* DATA UNDER STUDY *
-----

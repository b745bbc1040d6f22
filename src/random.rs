//! Weighted random selection over listings.

use std::fmt;
use std::str::FromStr;
use std::sync::Arc;

use chrono::{DateTime, Utc};
use rand::Rng;

use crate::error::{Error, Result};
use crate::repo::lazy::LazyItem;

/// How items are weighted when picking one at random.
#[derive(Debug, Clone, Copy, PartialEq, Eq, Hash)]
pub enum RandomMethod {
    /// Every item equally likely.
    Uniform,
    /// Proportional to bookmark count plus one.
    BookmarkProportion,
    /// Proportional to an increasing function of the item's age.
    TimedeltaProportion,
}

impl RandomMethod {
    #[must_use]
    pub fn as_str(self) -> &'static str {
        match self {
            Self::Uniform => "uniform",
            Self::BookmarkProportion => "bookmark_proportion",
            Self::TimedeltaProportion => "timedelta_proportion",
        }
    }
}

impl fmt::Display for RandomMethod {
    fn fmt(&self, f: &mut fmt::Formatter<'_>) -> fmt::Result {
        f.write_str(self.as_str())
    }
}

impl FromStr for RandomMethod {
    type Err = String;

    fn from_str(s: &str) -> std::result::Result<Self, Self::Err> {
        match s.trim().to_lowercase().as_str() {
            "uniform" => Ok(Self::Uniform),
            "bookmark_proportion" => Ok(Self::BookmarkProportion),
            "timedelta_proportion" => Ok(Self::TimedeltaProportion),
            _ => Err(format!(
                "'{s}' is not one of uniform, bookmark_proportion, timedelta_proportion"
            )),
        }
    }
}

/// Maps an item's age to a selection weight.
///
/// Implementations must return a finite, non-negative weight that does not
/// decrease as age grows.
pub trait AgeCurve: Send + Sync + fmt::Debug {
    fn weight(&self, age: chrono::Duration) -> f64;
}

/// `1 + ln(1 + days)`: older items are favoured, with diminishing effect.
#[derive(Debug, Clone, Copy, Default)]
pub struct LogAgeCurve;

impl AgeCurve for LogAgeCurve {
    fn weight(&self, age: chrono::Duration) -> f64 {
        let days = (age.num_seconds() as f64 / 86_400.0).max(0.0);
        1.0 + days.ln_1p()
    }
}

/// Picks items from a listing according to a [`RandomMethod`].
#[derive(Debug, Clone)]
pub struct RandomSelector {
    curve: Arc<dyn AgeCurve>,
}

impl Default for RandomSelector {
    fn default() -> Self {
        Self::new(Arc::new(LogAgeCurve))
    }
}

impl RandomSelector {
    #[must_use]
    pub fn new(curve: Arc<dyn AgeCurve>) -> Self {
        Self { curve }
    }

    /// Weight of `item` under `method`, measured at `now`.
    ///
    /// An item without content weighs like one with no bookmarks created at
    /// `now`.
    #[must_use]
    pub fn weight(&self, item: &LazyItem, method: RandomMethod, now: DateTime<Utc>) -> f64 {
        match method {
            RandomMethod::Uniform => 1.0,
            RandomMethod::BookmarkProportion => {
                let bookmarks = item.loaded_content().map_or(0, |i| i.total_bookmarks);
                bookmarks as f64 + 1.0
            }
            RandomMethod::TimedeltaProportion => {
                let age = item
                    .loaded_content()
                    .map_or_else(chrono::Duration::zero, |i| {
                        now.signed_duration_since(i.create_date)
                    });
                self.curve.weight(age)
            }
        }
    }

    /// Draw one item. The input is left untouched.
    ///
    /// # Errors
    ///
    /// Returns [`Error::Empty`] when `items` is empty.
    pub fn select<'a, R: Rng + ?Sized>(
        &self,
        items: &'a [LazyItem],
        method: RandomMethod,
        rng: &mut R,
    ) -> Result<&'a LazyItem> {
        if items.is_empty() {
            return Err(Error::Empty);
        }
        if method == RandomMethod::Uniform {
            return Ok(&items[rng.gen_range(0..items.len())]);
        }

        let now = Utc::now();
        let weights: Vec<f64> = items
            .iter()
            .map(|item| self.weight(item, method, now))
            .collect();
        let total: f64 = weights.iter().sum();
        if !(total.is_finite() && total > 0.0) {
            return Ok(&items[rng.gen_range(0..items.len())]);
        }

        let target = rng.gen::<f64>() * total;
        let mut cumulative = 0.0;
        for (item, weight) in items.iter().zip(&weights) {
            cumulative += weight;
            if target < cumulative {
                return Ok(item);
            }
        }
        // Rounding can leave target at the very top of the range.
        Ok(&items[items.len() - 1])
    }

    /// Draw `count` items independently, with replacement.
    ///
    /// # Errors
    ///
    /// Returns [`Error::Empty`] when `items` is empty.
    pub fn select_many<'a, R: Rng + ?Sized>(
        &self,
        items: &'a [LazyItem],
        method: RandomMethod,
        count: usize,
        rng: &mut R,
    ) -> Result<Vec<&'a LazyItem>> {
        (0..count)
            .map(|_| self.select(items, method, rng))
            .collect()
    }
}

-----

* TASK DESCRIPTION *
Set down exactly the lines that begin with the one containing "cumulative += weight;" and end with the last line above, and no others.

* EXERCISE RESULT *
            cumulative += weight;
            if target < cumulative {
                return Ok(item);
            }
        }
        // Rounding can leave target at the very top of the range.
        Ok(&items[items.len() - 1])
    }

    /// Draw `count` items independently, with replacement.
    ///
    /// # Errors
    ///
    /// Returns [`Error::Empty`] when `items` is empty.
    pub fn select_many<'a, R: Rng + ?Sized>(
        &self,
        items: &'a [LazyItem],
        method: RandomMethod,
        count: usize,
        rng: &mut R,
    ) -> Result<Vec<&'a LazyItem>> {
        (0..count)
            .map(|_| self.select(items, method, rng))
            .collect()
    }
}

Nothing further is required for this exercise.